Esa relación es especialmente complicada con el gran hermano europeo, la Alemania de Angela Merkel, que no se limita a darnos lecciones de economía, sino que parece pretender exigirnos un cambio radical en nuestra repugnante manera de ser. Porque, aunque usted no haya dormido una siesta desde las vacaciones de verano (quince días más cortas que las alemanas), para Merkel no deja de ser un perezoso mediterráneo. Tal vez no tenga usted más que un modesto utilitario español o francés, pero debe usted sentirse culpable porque hasta ahora lo ha conducido como si fuera un Mercedes o un BMW alemán, derrochador, que es usted un derrochador.

Y eso por no hablar de la manera que tiene usted de comportarse en los lugares públicos, siempre a gritos, ensuciándolo todo, y sin respetar el pulcro orden germánico que tanto éxito les ha proporcionado en cuantas tareas lo han aplicado. Por todo eso, y por muchas más cosas que me voy a ahorrar, usted, triste ejemplo de una raza (sé que científicamente no se puede hablar de razas humanas, pero lo hago para que me entiendan los discípulos de Merkel que puedan leer esto) condenada por sus pecados, debe sentirse culpable.

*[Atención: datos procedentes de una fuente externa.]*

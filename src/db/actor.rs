use crate::db::models::{
    AccessPass, MembershipFeature, MembershipPlan, MembershipSection, PassFeature,
    PassWithFeatures, PersonalizationFeature, TableRows,
};
use crate::db::patch::{AccessPassPatch, ContentPatch, DbPatchable};
use crate::db::schema::SQLITE_INIT;
use crate::db::seed::seed_if_empty;
use crate::db::table::{SelectQuery, Table};
use crate::error::SiteError;
use fitsite_schema::{AccessPassSave, MembershipSave, PersonalizationUpdate};
use ractor::{Actor, ActorProcessingErr, ActorRef, RpcReplyPort};
use sqlx::sqlite::{SqliteConnectOptions, SqliteJournalMode, SqlitePoolOptions, SqliteSynchronous};
use sqlx::{QueryBuilder, Sqlite, SqliteConnection, SqlitePool};
use std::{str::FromStr, time::Duration};
use tracing::{debug, info};
use uuid::Uuid;

#[derive(Debug)]
pub enum DbActorMessage {
    /// Read all rows of a whitelisted table, optionally sorted.
    Select(SelectQuery, RpcReplyPort<Result<TableRows, SiteError>>),

    /// Partially update one personalization feature and return the stored row.
    UpdatePersonalization(
        String,
        PersonalizationUpdate,
        RpcReplyPort<Result<PersonalizationFeature, SiteError>>,
    ),

    /// Replace the membership section (plans upserted, features synced) in one transaction.
    SaveMembership(MembershipSave, RpcReplyPort<Result<MembershipSection, SiteError>>),

    /// Update one pass and replace its feature list in one transaction.
    SaveAccessPass(
        String,
        AccessPassSave,
        RpcReplyPort<Result<PassWithFeatures, SiteError>>,
    ),

    /// All passes with their features, both in sort order.
    ListPassesWithFeatures(RpcReplyPort<Result<Vec<PassWithFeatures>, SiteError>>),
}

#[derive(Clone)]
pub struct DbActorHandle {
    actor: ActorRef<DbActorMessage>,
}

impl DbActorHandle {
    pub async fn select(&self, query: SelectQuery) -> Result<TableRows, SiteError> {
        ractor::call!(self.actor, DbActorMessage::Select, query)
            .map_err(|e| SiteError::RactorError(format!("DbActor Select RPC failed: {e}")))?
    }

    pub async fn update_personalization(
        &self,
        id: String,
        update: PersonalizationUpdate,
    ) -> Result<PersonalizationFeature, SiteError> {
        ractor::call!(self.actor, DbActorMessage::UpdatePersonalization, id, update).map_err(
            |e| SiteError::RactorError(format!("DbActor UpdatePersonalization RPC failed: {e}")),
        )?
    }

    pub async fn save_membership(
        &self,
        save: MembershipSave,
    ) -> Result<MembershipSection, SiteError> {
        ractor::call!(self.actor, DbActorMessage::SaveMembership, save).map_err(|e| {
            SiteError::RactorError(format!("DbActor SaveMembership RPC failed: {e}"))
        })?
    }

    pub async fn save_access_pass(
        &self,
        id: String,
        save: AccessPassSave,
    ) -> Result<PassWithFeatures, SiteError> {
        ractor::call!(self.actor, DbActorMessage::SaveAccessPass, id, save).map_err(|e| {
            SiteError::RactorError(format!("DbActor SaveAccessPass RPC failed: {e}"))
        })?
    }

    pub async fn list_passes_with_features(&self) -> Result<Vec<PassWithFeatures>, SiteError> {
        ractor::call!(self.actor, DbActorMessage::ListPassesWithFeatures).map_err(|e| {
            SiteError::RactorError(format!("DbActor ListPassesWithFeatures RPC failed: {e}"))
        })?
    }
}

struct DbActorState {
    pool: SqlitePool,
}

pub struct DbActorArgs {
    pub database_url: String,
    pub seed_content: bool,
}

struct DbActor;

#[ractor::async_trait]
impl Actor for DbActor {
    type Msg = DbActorMessage;
    type State = DbActorState;
    type Arguments = DbActorArgs;

    async fn pre_start(
        &self,
        _myself: ActorRef<Self::Msg>,
        args: Self::Arguments,
    ) -> Result<Self::State, ActorProcessingErr> {
        let connect_opts = SqliteConnectOptions::from_str(args.database_url.as_str())
            .map_err(|e| ActorProcessingErr::from(format!("invalid database url: {e}")))?
            .create_if_missing(true)
            .foreign_keys(true)
            .busy_timeout(Duration::from_secs(5))
            .journal_mode(SqliteJournalMode::Wal)
            .synchronous(SqliteSynchronous::Normal);

        let pool = SqlitePoolOptions::new()
            .connect_with(connect_opts)
            .await
            .map_err(|e| ActorProcessingErr::from(format!("db connect failed: {e}")))?;

        apply_schema(&pool)
            .await
            .map_err(|e| ActorProcessingErr::from(format!("db schema init failed: {e}")))?;

        if args.seed_content {
            seed_if_empty(&pool)
                .await
                .map_err(|e| ActorProcessingErr::from(format!("db seed failed: {e}")))?;
        }

        info!(seed_content = args.seed_content, "DbActor initialized");
        Ok(DbActorState { pool })
    }

    async fn handle(
        &self,
        _myself: ActorRef<Self::Msg>,
        message: Self::Msg,
        state: &mut Self::State,
    ) -> Result<(), ActorProcessingErr> {
        match message {
            DbActorMessage::Select(query, reply) => {
                let res = self.select(&state.pool, query).await;
                let _ = reply.send(res);
            }
            DbActorMessage::UpdatePersonalization(id, update, reply) => {
                let res = self.update_personalization(&state.pool, id, update).await;
                let _ = reply.send(res);
            }
            DbActorMessage::SaveMembership(save, reply) => {
                let res = self.save_membership(&state.pool, save).await;
                let _ = reply.send(res);
            }
            DbActorMessage::SaveAccessPass(id, save, reply) => {
                let res = self.save_access_pass(&state.pool, id, save).await;
                let _ = reply.send(res);
            }
            DbActorMessage::ListPassesWithFeatures(reply) => {
                let res = self.list_passes_with_features(&state.pool).await;
                let _ = reply.send(res);
            }
        }
        Ok(())
    }
}

impl DbActor {
    async fn select(&self, pool: &SqlitePool, query: SelectQuery) -> Result<TableRows, SiteError> {
        let mut conn = pool.acquire().await?;
        select_rows(&mut conn, &query).await
    }

    async fn update_personalization(
        &self,
        pool: &SqlitePool,
        id: String,
        update: PersonalizationUpdate,
    ) -> Result<PersonalizationFeature, SiteError> {
        let mut tx = pool.begin().await?;

        ContentPatch::Personalization {
            id: id.clone(),
            patch: update,
        }
        .apply_patch(&mut tx)
        .await?;

        let row = sqlx::query_as::<_, PersonalizationFeature>(
            r#"
        SELECT id, feature_id, title, description, image_key, icon_name, created_at
        FROM personalization_features
        WHERE id = ?
        "#,
        )
        .bind(&id)
        .fetch_one(&mut *tx)
        .await?;

        tx.commit().await?;
        Ok(row)
    }

    async fn save_membership(
        &self,
        pool: &SqlitePool,
        save: MembershipSave,
    ) -> Result<MembershipSection, SiteError> {
        let MembershipSave { plans, features } = save;
        let mut tx = pool.begin().await?;

        for plan in &plans {
            sqlx::query(
                r#"
            INSERT INTO membership_plans (
                id, plan_id, title, price, original_price, duration, href, tag, sort_order
            )
            VALUES (?, ?, ?, ?, ?, ?, ?, ?, ?)
            ON CONFLICT(id) DO UPDATE SET
                plan_id = excluded.plan_id,
                title = excluded.title,
                price = excluded.price,
                original_price = excluded.original_price,
                duration = excluded.duration,
                href = excluded.href,
                tag = excluded.tag,
                sort_order = excluded.sort_order
            "#,
            )
            .bind(&plan.id)
            .bind(&plan.plan_id)
            .bind(&plan.title)
            .bind(&plan.price)
            .bind(&plan.original_price)
            .bind(&plan.duration)
            .bind(&plan.href)
            .bind(&plan.tag)
            .bind(plan.sort_order)
            .execute(&mut *tx)
            .await?;
        }

        // Features missing from the submitted list were deleted in the editor.
        let keep: Vec<&str> = features.iter().filter_map(|f| f.stored_id()).collect();
        let mut delete = QueryBuilder::<Sqlite>::new("DELETE FROM membership_features");
        if !keep.is_empty() {
            delete.push(" WHERE id NOT IN (");
            let mut ids = delete.separated(", ");
            for id in &keep {
                ids.push_bind(*id);
            }
            ids.push_unseparated(")");
        }
        let deleted = delete.build().execute(&mut *tx).await?.rows_affected();

        for (position, feature) in (1_i64..).zip(&features) {
            let id = feature
                .stored_id()
                .map_or_else(|| Uuid::new_v4().to_string(), str::to_string);
            sqlx::query(
                r#"
            INSERT INTO membership_features (id, feature_text, sort_order)
            VALUES (?, ?, ?)
            ON CONFLICT(id) DO UPDATE SET
                feature_text = excluded.feature_text,
                sort_order = excluded.sort_order
            "#,
            )
            .bind(id)
            .bind(feature.feature_text.trim())
            .bind(position)
            .execute(&mut *tx)
            .await?;
        }

        let plans = fetch_typed::<MembershipPlan>(&mut tx, Table::MembershipPlans).await?;
        let features =
            fetch_typed::<MembershipFeature>(&mut tx, Table::MembershipFeatures).await?;
        tx.commit().await?;

        debug!(
            plans = plans.len(),
            features = features.len(),
            deleted,
            "membership section saved"
        );
        Ok(MembershipSection { plans, features })
    }

    async fn save_access_pass(
        &self,
        pool: &SqlitePool,
        id: String,
        save: AccessPassSave,
    ) -> Result<PassWithFeatures, SiteError> {
        let mut tx = pool.begin().await?;

        ContentPatch::AccessPass {
            id: id.clone(),
            patch: AccessPassPatch::from(&save),
        }
        .apply_patch(&mut tx)
        .await?;

        let pass = sqlx::query_as::<_, AccessPass>(
            r#"
        SELECT id, pass_id, title, price, duration, href, featured, sort_order
        FROM access_passes
        WHERE id = ?
        "#,
        )
        .bind(&id)
        .fetch_one(&mut *tx)
        .await?;

        // Clean slate: the submitted list is the complete feature set.
        sqlx::query("DELETE FROM pass_features WHERE pass_id = ?")
            .bind(&pass.pass_id)
            .execute(&mut *tx)
            .await?;

        let texts = save
            .features
            .iter()
            .map(|text| text.trim())
            .filter(|text| !text.is_empty());
        for (position, text) in (1_i64..).zip(texts) {
            sqlx::query(
                "INSERT INTO pass_features (id, pass_id, feature_text, sort_order) VALUES (?, ?, ?, ?)",
            )
            .bind(Uuid::new_v4().to_string())
            .bind(&pass.pass_id)
            .bind(text)
            .bind(position)
            .execute(&mut *tx)
            .await?;
        }

        let features = sqlx::query_as::<_, PassFeature>(
            r#"
        SELECT id, pass_id, feature_text, sort_order
        FROM pass_features
        WHERE pass_id = ?
        ORDER BY sort_order ASC NULLS LAST, rowid ASC
        "#,
        )
        .bind(&pass.pass_id)
        .fetch_all(&mut *tx)
        .await?;

        tx.commit().await?;
        Ok(PassWithFeatures { pass, features })
    }

    async fn list_passes_with_features(
        &self,
        pool: &SqlitePool,
    ) -> Result<Vec<PassWithFeatures>, SiteError> {
        let mut conn = pool.acquire().await?;
        let passes = fetch_typed::<AccessPass>(&mut conn, Table::AccessPasses).await?;
        let features = fetch_typed::<PassFeature>(&mut conn, Table::PassFeatures).await?;
        Ok(PassWithFeatures::join(passes, &features))
    }
}

async fn select_rows(
    conn: &mut SqliteConnection,
    query: &SelectQuery,
) -> Result<TableRows, SiteError> {
    let sql = query.to_sql();
    let rows = match query.table {
        Table::PersonalizationFeatures => {
            TableRows::PersonalizationFeatures(fetch_sql(conn, &sql).await?)
        }
        Table::MembershipPlans => TableRows::MembershipPlans(fetch_sql(conn, &sql).await?),
        Table::MembershipFeatures => TableRows::MembershipFeatures(fetch_sql(conn, &sql).await?),
        Table::AccessPasses => TableRows::AccessPasses(fetch_sql(conn, &sql).await?),
        Table::PassFeatures => TableRows::PassFeatures(fetch_sql(conn, &sql).await?),
        Table::SocialPosts => TableRows::SocialPosts(fetch_sql(conn, &sql).await?),
    };
    debug!(table = %query.table, rows = rows.len(), "select served");
    Ok(rows)
}

/// Rows of `table` in `sort_order`, decoded as `T`.
async fn fetch_typed<T>(conn: &mut SqliteConnection, table: Table) -> Result<Vec<T>, SiteError>
where
    T: for<'r> sqlx::FromRow<'r, sqlx::sqlite::SqliteRow> + Send + Unpin,
{
    let query = SelectQuery::ordered(table, "sort_order", true)?;
    fetch_sql(conn, &query.to_sql()).await
}

async fn fetch_sql<T>(conn: &mut SqliteConnection, sql: &str) -> Result<Vec<T>, SiteError>
where
    T: for<'r> sqlx::FromRow<'r, sqlx::sqlite::SqliteRow> + Send + Unpin,
{
    Ok(sqlx::query_as::<Sqlite, T>(sql).fetch_all(&mut *conn).await?)
}

/// Spawn the database actor and return a cloneable handle.
pub async fn spawn(database_url: &str, seed_content: bool) -> DbActorHandle {
    let (actor, _jh) = ractor::Actor::spawn(
        None,
        DbActor,
        DbActorArgs {
            database_url: database_url.to_string(),
            seed_content,
        },
    )
    .await
    .expect("failed to spawn DbActor");

    DbActorHandle { actor }
}

async fn apply_schema(pool: &SqlitePool) -> Result<(), SiteError> {
    for stmt in SQLITE_INIT.split(';') {
        let s = stmt.trim();
        if s.is_empty() {
            continue;
        }
        sqlx::query(s).execute(pool).await?;
    }
    Ok(())
}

Y sin embargo, fíjense ustedes lo que son las cosas, he descubierto en un reciente viaje a un lugar de culto para muchos alemanes que vienen a España, que entre algunos de ellos se ha colado algún gen mediterráneo, que los hace comportarse como vulgares latinos. Se trata del embalse de Ribarroja, en la frontera (que más le gustaría a Mas) entre Cataluña y Aragón, y que se nutre de las aguas del río Ebro, y del mucho menos caudaloso, pero no menos bello, río Matarraña. En ese pantano, un grupo de alemanes aficionados a la pesca de grandes peces, introdujeron en los años 60 el siluro, una especie centroeuropea de un pez tan grande y voraz, como indigesto. Lo hicieron, porque de esa manera se aseguraban la pesca durante todo el año, porque en Alemania son muy estrictos y ordenados, pero no han conseguido educar el frío invernal.

Con los años, el siluro ha ido acabando con la mayor parte de las especies autóctonas del embalse y del río Ebro, provocando una auténtica hecatombe ecológica. Pero como en España somos como somos, en vez de multar a los que introdujeron el dichoso pececito, lo que hemos hecho es facilitarles en todo lo que hemos podido el goce y disfrute de su pesca. El lugar esta lleno de centros de alquiler de embarcaciones y de hospedaje, en los que el único idioma oficial de cartelería y atención al público es el alemán. Tanto es así, que en la añorada época de las monedas autóctonas, sólo admitían el pago en marcos.

Es decir, aunque el embalse se encuentra técnicamente en territorio español, a todos los efectos es una parte de Alemania. Bueno, sería una parte de Alemania, si no fuera por pequeños detalles que nos recuerdan que es puro Mediterráneo. Como el hecho de que esos germánicos tan obedientes con las leyes en su país, aquí se las pasan por el forro de ya sabe usted donde. Es normal encontrarse en medio del embalse largos y fuertísimos sedales conectados a boyas a gran distancia de la costa para la pesca del monstruo centroeuropeo (y ahora hablo del siluro, no de la Merkel). La gracia de estos sedales es que están a la altura del cuello, así que si un mediterráneo, antiguo habitante de esta zona del planeta, se pasea en barca y no lo ve, puede, como estuvo a punto de ocurrirle a este humilde servidor, separarse la cabeza del resto del cuerpo, con los lógicos contratiempos que esto puede acarrearle si pretendía seguir con una vida normal.

Aunque las orillas del pantano están plagadas de carteles en alemán, parece que en ninguno de ellos se advierte a nuestros pulcros visitantes de que en España, aunque seamos un país mucho más atrasado que el suyo, disponemos de un decente servicio de recogida de basuras, que incluye la distribución de containers por nuestros pueblos y ciudades. La zona está plagada de latas de cerveza alemana, de bolsas de comida preparada alemana, y de otros enseres traídos del limpio país (como pueden ustedes observar en la foto adjunta). Lo que me hace pensar en el maravilloso negocio que debe hacer la hostelería autóctona con semejante turismo.

Aunque no les suelo poner tareas, esta semana me voy a permitir pedirles un ejercicio. Entre siesta y siesta, imaginen ustedes lo que ocurriría si esta historia fuera exactamente al revés. Y si tras pensar un rato se les despertara el cerebro y les diera por la lectura, les recomiendo el libro “El Mediterráneo y los bárbaros del Norte”, de Luis Racionero. Que lo pesquen ustedes bien.